* _WHAT TO DO_
Under this line are the records; write out word for word the part that begins at the line containing "given at creation." and ends at the line containing "handles refer to the same wire.", and no more.

* _GIVEN ENTRIES_

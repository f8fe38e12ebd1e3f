//! Frame codec: byte values to slot levels and back.
//!
//! Encoding yields one level per slot in wire order. Decoding takes one
//! sample per slot and reports what was observed; it never recomputes or
//! corrects parity, so corrupted frames survive decoding unchanged.

use std::time::Duration;

use crate::{
    FrameFormat, LineFields, Transaction,
    errors::{ProtocolError, Result},
};

/// Encode `data` into slot levels for `format`.
///
/// With `good_parity == false` the parity slot carries the complement of the
/// correct parity.
pub fn encode(data: u8, format: FrameFormat, good_parity: bool) -> Vec<bool> {
    encode_transaction(&Transaction::new(data, format, good_parity, Duration::ZERO))
}

/// Slot levels of a prepared transaction, fields taken verbatim.
///
/// Lets negative tests drive frames with a high start bit, a low stop bit or
/// a wrong parity bit.
pub fn encode_transaction(txn: &Transaction) -> Vec<bool> {
    let format = txn.format();
    let mut slots = Vec::with_capacity(format.slot_count());

    slots.push(txn.start_bit());
    slots.extend((0..format.data_bits()).map(|i| (txn.data() >> i) & 1 == 1));
    if let Some(parity_bit) = txn.parity_bit() {
        slots.push(parity_bit);
    }
    slots.push(txn.stop_bit());

    debug_assert_eq!(slots.len(), format.slot_count());
    slots
}

/// Rebuild a transaction from one sample per slot.
///
/// # Errors
///
/// - `ProtocolError::SampleCount` if `samples` does not hold exactly
///   `format.slot_count()` entries
pub fn decode(samples: &[bool], format: FrameFormat, timestamp: Duration) -> Result<Transaction> {
    if samples.len() != format.slot_count() {
        return Err(ProtocolError::SampleCount {
            expected: format.slot_count(),
            actual: samples.len(),
        });
    }

    let data_end = 1 + usize::from(format.data_bits());
    let data = samples[1..data_end]
        .iter()
        .enumerate()
        .fold(0u8, |acc, (i, &bit)| acc | (u8::from(bit) << i));

    let fields = LineFields {
        start_bit: samples[0],
        data,
        parity_bit: format.parity_slot().is_some_and(|slot| samples[slot]),
        stop_bit: samples[format.stop_slot()],
    };

    Ok(Transaction::observed(format, fields, timestamp))
}

/// Render slot levels as `start|data|parity|stop`, e.g. `0|10101010|1|1`.
///
/// Data is printed in wire order (LSB first). Slots beyond the format are
/// appended after a trailing `|`.
pub fn render_slots(slots: &[bool], format: FrameFormat) -> String {
    let level = |bit: &bool| if *bit { '1' } else { '0' };
    let mut out = String::with_capacity(slots.len() + 4);

    for (index, bit) in slots.iter().enumerate() {
        let boundary = index == 1
            || index == 1 + usize::from(format.data_bits())
            || (format.parity().is_some() && index == format.stop_slot());
        if boundary {
            out.push('|');
        }
        out.push(level(bit));
    }
    out
}

#[cfg(test)]
mod tests {
    use super::*;
    use crate::{FrameStatus, Parity};

    #[test]
    fn encodes_0x55_with_odd_parity() {
        let format = FrameFormat::eight_bit(Some(Parity::Odd));
        let slots = encode(0x55, format, true);
        let expected = [false, true, false, true, false, true, false, true, false, true, true];
        assert_eq!(slots, expected);
        insta::assert_snapshot!(render_slots(&slots, format), @"0|10101010|1|1");
    }

    #[test]
    fn encodes_without_parity() {
        let format = FrameFormat::eight_bit(None);
        let slots = encode(0x0F, format, true);
        insta::assert_snapshot!(render_slots(&slots, format), @"0|11110000|1");
    }

    #[test]
    fn decodes_scenario_frame() {
        let format = FrameFormat::eight_bit(Some(Parity::Odd));
        let samples = [false, true, false, true, false, true, false, true, false, true, true];
        let txn = decode(&samples, format, Duration::from_nanos(42)).unwrap();

        assert_eq!(txn.data(), 0x55);
        assert_eq!(txn.parity_bit(), Some(true));
        assert!(txn.stop_bit());
        assert_eq!(txn.timestamp(), Duration::from_nanos(42));
    }

    #[test]
    fn decode_reports_corruption_verbatim() {
        let format = FrameFormat::eight_bit(Some(Parity::Even));
        let mut samples = encode(0x3C, format, true);
        let parity_slot = format.parity_slot().unwrap();
        samples[parity_slot] = !samples[parity_slot];
        samples[format.stop_slot()] = false;

        let txn = decode(&samples, format, Duration::ZERO).unwrap();
        assert_eq!(txn.data(), 0x3C);
        assert!(!txn.parity_ok());
        assert_eq!(txn.status(), FrameStatus::FramingError);
    }

    #[test]
    fn decode_rejects_wrong_sample_count() {
        let format = FrameFormat::eight_bit(None);
        let err = decode(&[false; 11], format, Duration::ZERO).unwrap_err();
        assert_eq!(err, ProtocolError::SampleCount { expected: 10, actual: 11 });
    }

    #[test]
    fn encode_transaction_drives_injected_fields() {
        let format = FrameFormat::new(5, Some(Parity::Odd)).unwrap();
        let fields = LineFields { start_bit: false, data: 0x1F, parity_bit: true, stop_bit: false };
        let txn = Transaction::observed(format, fields, Duration::ZERO);
        insta::assert_snapshot!(render_slots(&encode_transaction(&txn), format), @"0|11111|1|0");
    }
}
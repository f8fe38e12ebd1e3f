//! Error types for the UART endpoint.
//!
//! Strongly-typed errors for each layer: configuration, pin binding, the
//! frame assembler and endpoint operations. Framing and parity problems on
//! the line are not errors; they are reported through
//! [`Transaction`](uartvip_proto::Transaction) validity accessors.

use std::fmt;

use thiserror::Error;
use uartvip_proto::{FrameFormat, ProtocolError};

use crate::{Role, VipId, assembler::LinkPhase};

/// Which of the endpoint's two lines an error refers to.
#[derive(Debug, Clone, Copy, PartialEq, Eq)]
pub enum Direction {
    /// Line driven by the endpoint
    Drive,
    /// Line sampled by the endpoint
    Observe,
}

impl fmt::Display for Direction {
    fn fmt(&self, f: &mut fmt::Formatter<'_>) -> fmt::Result {
        match self {
            Self::Drive => f.write_str("drive"),
            Self::Observe => f.write_str("observe"),
        }
    }
}

/// Invalid endpoint configuration.
#[derive(Error, Debug, Clone, PartialEq, Eq)]
pub enum ConfigError {
    /// Baud rate of zero has no bit period
    #[error("baud rate must be non-zero")]
    ZeroBaudRate,

    /// Bit period too short to place a sample strictly inside the slot
    #[error("baud rate {baud_rate} gives a {bit_period_ns}ns bit period (minimum 2ns)")]
    BaudRateTooHigh {
        /// Requested baud rate
        baud_rate: u32,
        /// Resulting bit period in nanoseconds
        bit_period_ns: u64,
    },

    /// Unsupported frame format
    #[error("invalid frame format: {0}")]
    Format(#[from] ProtocolError),
}

/// Failure to bind an endpoint to its pins.
#[derive(Error, Debug, Clone, PartialEq, Eq)]
pub enum BindError {
    /// Pin path was empty
    #[error("pin path is empty")]
    EmptyPinName,

    /// Nothing is bound at this path
    #[error("no signal at pin path {path:?}")]
    UnknownPin {
        /// Path that failed to resolve
        path: String,
    },

    /// The role needs a pin that was not supplied
    #[error("{role} endpoint requires a pin to {direction}")]
    MissingPin {
        /// Role being bound
        role: Role,
        /// Missing pin
        direction: Direction,
    },
}

/// Frame assembler misuse.
#[derive(Error, Debug, Clone, PartialEq, Eq)]
pub enum AssemblerError {
    /// Operation not valid in the current link phase
    #[error("invalid link phase: cannot {operation} while {phase}")]
    InvalidPhase {
        /// Phase when the operation was attempted
        phase: LinkPhase,
        /// Operation that was attempted
        operation: &'static str,
    },

    /// Decoding the collected samples failed
    #[error("decode failed: {0}")]
    Decode(#[from] ProtocolError),
}

/// Errors returned by [`Endpoint`](crate::Endpoint) operations.
#[derive(Error, Debug, Clone, PartialEq, Eq)]
pub enum EndpointError {
    /// Operation needs a role the endpoint does not have
    #[error("role error: {operation} on vip {id} requires an active endpoint, found {role}")]
    Role {
        /// Endpoint that rejected the operation
        id: VipId,
        /// Role of that endpoint
        role: Role,
        /// Operation that was attempted
        operation: &'static str,
    },

    /// No line bound for the requested direction
    #[error("vip {id} has no {direction} line bound")]
    NotBound {
        /// Endpoint without the line
        id: VipId,
        /// Missing direction
        direction: Direction,
    },

    /// Transaction built for another frame format
    #[error("format mismatch on vip {id}: endpoint uses {expected}, transaction has {actual}")]
    FormatMismatch {
        /// Endpoint receiving the transaction
        id: VipId,
        /// Endpoint's format
        expected: FrameFormat,
        /// Transaction's format
        actual: FrameFormat,
    },

    /// Configuration rejected at bind time
    #[error("configuration error: {0}")]
    Config(#[from] ConfigError),

    /// Pin binding failed
    #[error("bind error: {0}")]
    Bind(#[from] BindError),

    /// Frame assembly failed
    #[error("assembler error: {0}")]
    Assembler(#[from] AssemblerError),
}

impl EndpointError {
    /// Returns true if the operation was rejected because of the endpoint's
    /// role.
    pub fn is_role_error(&self) -> bool {
        matches!(self, Self::Role { .. })
    }
}

#[cfg(test)]
mod tests {
    use super::*;

    #[test]
    fn role_error_is_classified() {
        let err = EndpointError::Role { id: VipId::new(3), role: Role::Passive, operation: "transmit" };
        assert!(err.is_role_error());
        assert_eq!(
            err.to_string(),
            "role error: transmit on vip 3 requires an active endpoint, found passive"
        );
    }

    #[test]
    fn binding_failures_are_not_role_errors() {
        let err = EndpointError::from(BindError::UnknownPin { path: "dut.rx".to_string() });
        assert!(!err.is_role_error());
        assert_eq!(err.to_string(), "bind error: no signal at pin path \"dut.rx\"");
    }

    #[test]
    fn missing_pin_names_role_and_direction() {
        let err = BindError::MissingPin { role: Role::Passive, direction: Direction::Observe };
        assert_eq!(err.to_string(), "passive endpoint requires a pin to observe");
    }
}
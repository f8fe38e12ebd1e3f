//! Deterministic simulation harness for uartvip endpoints.
//!
//! Discrete-event implementations of the [`Environment`] and [`Line`]
//! capabilities for reproducible testing with nanosecond timing.
//!
//! # Scheduling
//!
//! [`Simulation`] owns a virtual clock and a single-threaded executor. Tasks
//! run until every one of them is blocked; only then does the clock jump to
//! the earliest pending timer. Nothing is preemptive, and the same seed
//! always replays the same interleaving, jitter and idle delays.
//!
//! # Components
//!
//! - [`Simulation`]: clock, timers and task executor
//! - [`SimEnv`]: seeded environment over the simulation clock
//! - [`SimLine`]: wire with falling-edge wakeups and a recorded [`Waveform`]
//! - [`SimDut`]: named pins of the design, resolvable by endpoints
//! - [`Scoreboard`]: in-order comparison of expected and observed frames
//! - [`LoopbackBench`]: a transmitter and a monitor sharing one wire
//!
//! [`Environment`]: uartvip_core::Environment
//! [`Line`]: uartvip_core::Line

#![forbid(unsafe_code)]
#![warn(missing_docs)]

pub mod bench;
mod clock;
pub mod dut;
pub mod scoreboard;
pub mod sim_env;
pub mod sim_line;
pub mod simulation;

pub use bench::{BenchError, LINE_PIN, LoopbackBench, LoopbackRun, SimEndpoint, Stimulus};
pub use dut::SimDut;
pub use scoreboard::{ScoreFailure, Scoreboard, ScoreboardReport};
pub use sim_env::SimEnv;
pub use sim_line::{FallingEdge, SimLine, Transition, Waveform};
pub use simulation::{SimError, Simulation};
//! UART frame protocol types.
//!
//! Pure data and codec layer shared by the endpoint and the simulation
//! harness. Nothing in this crate waits, logs or touches a line: it maps
//! between byte values and the per-slot line levels of an asynchronous serial
//! frame.
//!
//! # Frame Shape
//!
//! ```text
//!  idle ─┐     ┌──┬──┬──┬──┬──┬──┬──┬──┬──────┬──────── idle
//!        │start│d0│d1│d2│d3│d4│d5│d6│d7│parity│stop
//!        └─────┴──┴──┴──┴──┴──┴──┴──┴──┴──────┘
//! ```
//!
//! Start is always driven low, stop high, data LSB first. Parity is optional
//! and is the XOR of the data bits, inverted for odd parity. Each slot lasts
//! exactly one bit period.
//!
//! # Components
//!
//! - [`FrameFormat`]: data width and parity mode
//! - [`Transaction`]: immutable record of one frame
//! - [`codec`]: frame encoding and decoding

#![forbid(unsafe_code)]
#![warn(missing_docs)]

pub mod codec;
pub mod errors;
pub mod format;
pub mod transaction;

pub use codec::{decode, encode, encode_transaction, render_slots};
pub use errors::{Mismatch, ProtocolError, Result};
pub use format::{FrameFormat, Parity};
pub use transaction::{FrameStatus, LineFields, Transaction};
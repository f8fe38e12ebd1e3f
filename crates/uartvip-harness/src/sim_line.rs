//! Simulated wire with edge wakeups and waveform capture.
//!
//! A [`SimLine`] holds a single level. Writes that change the level are
//! recorded as [`Transition`]s against the simulation clock, and a falling
//! transition wakes every task waiting in [`Line::falling_edge`].

#![allow(clippy::disallowed_types, reason = "Synchronous locking operations only")]

use std::{
    fmt,
    future::Future,
    pin::Pin,
    sync::{Arc, Mutex, MutexGuard, PoisonError},
    task::{Context, Poll, Waker},
    time::Duration,
};

use serde::Serialize;
use uartvip_core::Line;

use crate::clock::SimClock;

/// One level change on a line.
#[derive(Debug, Clone, Copy, PartialEq, Eq, Serialize)]
pub struct Transition {
    /// Simulated time of the change
    #[serde(rename = "at_ns", serialize_with = "serialize_nanos")]
    pub at: Duration,
    /// Level after the change
    pub level: bool,
}

fn serialize_nanos<S: serde::Serializer>(at: &Duration, serializer: S) -> Result<S::Ok, S::Error> {
    serializer.serialize_u128(at.as_nanos())
}

struct LineState {
    level: bool,
    initial: bool,
    last_fall: Option<Duration>,
    waiters: Vec<Waker>,
    transitions: Vec<Transition>,
}

/// Shared handle to one simulated wire.
///
/// Clones refer to the same wire.
#[derive(Clone)]
pub struct SimLine {
    name: Arc<str>,
    clock: SimClock,
    state: Arc<Mutex<LineState>>,
}

impl fmt::Debug for SimLine {
    fn fmt(&self, f: &mut fmt::Formatter<'_>) -> fmt::Result {
        f.debug_struct("SimLine").field("name", &self.name).field("level", &self.level()).finish()
    }
}

impl SimLine {
    pub(crate) fn new(name: &str, clock: SimClock, initial: bool) -> Self {
        Self {
            name: Arc::from(name),
            clock,
            state: Arc::new(Mutex::new(LineState {
                level: initial,
                initial,
                last_fall: None,
                waiters: Vec::new(),
                transitions: Vec::new(),
            })),
        }
    }

    fn state(&self) -> MutexGuard<'_, LineState> {
        self.state.lock().unwrap_or_else(PoisonError::into_inner)
    }

    /// Name given at creation.
    pub fn name(&self) -> &str {
        &self.name
    }

    /// Everything driven onto the line so far.
    pub fn waveform(&self) -> Waveform {
        let state = self.state();
        Waveform { initial: state.initial, transitions: state.transitions.clone() }
    }

    /// Whether both handles refer to the same wire.
    pub fn same_wire(&self, other: &Self) -> bool {
        Arc::ptr_eq(&self.state, &other.state)
    }
}

impl Line for SimLine {
    fn drive(&self, level: bool) {
        let now = self.clock.now();
        let waiters = {
            let mut state = self.state();
            if state.level == level {
                return;
            }
            state.level = level;
            state.transitions.push(Transition { at: now, level });
            if level {
                return;
            }
            state.last_fall = Some(now);
            std::mem::take(&mut state.waiters)
        };

        tracing::trace!(line = %self.name, at_ns = now.as_nanos() as u64, "falling edge");
        for waker in waiters {
            waker.wake();
        }
    }

    fn level(&self) -> bool {
        self.state().level
    }

    fn falling_edge(&self) -> impl Future<Output = ()> + Send {
        FallingEdge { line: self.clone(), since: self.clock.now() }
    }
}

/// Future returned by [`SimLine`]'s [`Line::falling_edge`].
///
/// Ready once the line has fallen at or after the instant it was created,
/// so a fall earlier in that same instant also completes it.
pub struct FallingEdge {
    line: SimLine,
    since: Duration,
}

impl Future for FallingEdge {
    type Output = ();

    fn poll(self: Pin<&mut Self>, cx: &mut Context<'_>) -> Poll<()> {
        let mut state = self.line.state();
        if state.last_fall.is_some_and(|at| at >= self.since) {
            return Poll::Ready(());
        }
        if !state.waiters.iter().any(|w| w.will_wake(cx.waker())) {
            state.waiters.push(cx.waker().clone());
        }
        Poll::Pending
    }
}

/// Recorded history of one line.
#[derive(Debug, Clone, PartialEq, Eq, Serialize)]
pub struct Waveform {
    initial: bool,
    transitions: Vec<Transition>,
}

impl Waveform {
    /// Level before the first transition.
    pub fn initial(&self) -> bool {
        self.initial
    }

    /// Level changes in time order.
    pub fn transitions(&self) -> &[Transition] {
        &self.transitions
    }

    /// Level at time `at`.
    ///
    /// A change at exactly `at` is included; of several changes at the same
    /// instant the last one wins.
    pub fn level_at(&self, at: Duration) -> bool {
        self.transitions
            .iter()
            .take_while(|t| t.at <= at)
            .last()
            .map_or(self.initial, |t| t.level)
    }

    /// Times of every high-to-low change.
    pub fn falling_edges(&self) -> Vec<Duration> {
        self.transitions.iter().filter(|t| !t.level).map(|t| t.at).collect()
    }

    /// Level at the middle of `count` consecutive slots of `period`,
    /// the first one starting at `start`.
    pub fn slots(&self, start: Duration, period: Duration, count: usize) -> Vec<bool> {
        (0..count)
            .map(|i| {
                let slot_start = start + period * u32::try_from(i).unwrap_or(u32::MAX);
                self.level_at(slot_start + period / 2)
            })
            .collect()
    }
}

* _EXPECTED OUTPUT_
    /// Name given at creation.
    pub fn name(&self) -> &str {
        &self.name
    }

    /// Everything driven onto the line so far.
    pub fn waveform(&self) -> Waveform {
        let state = self.state();
        Waveform { initial: state.initial, transitions: state.transitions.clone() }
    }

    /// Whether both handles refer to the same wire.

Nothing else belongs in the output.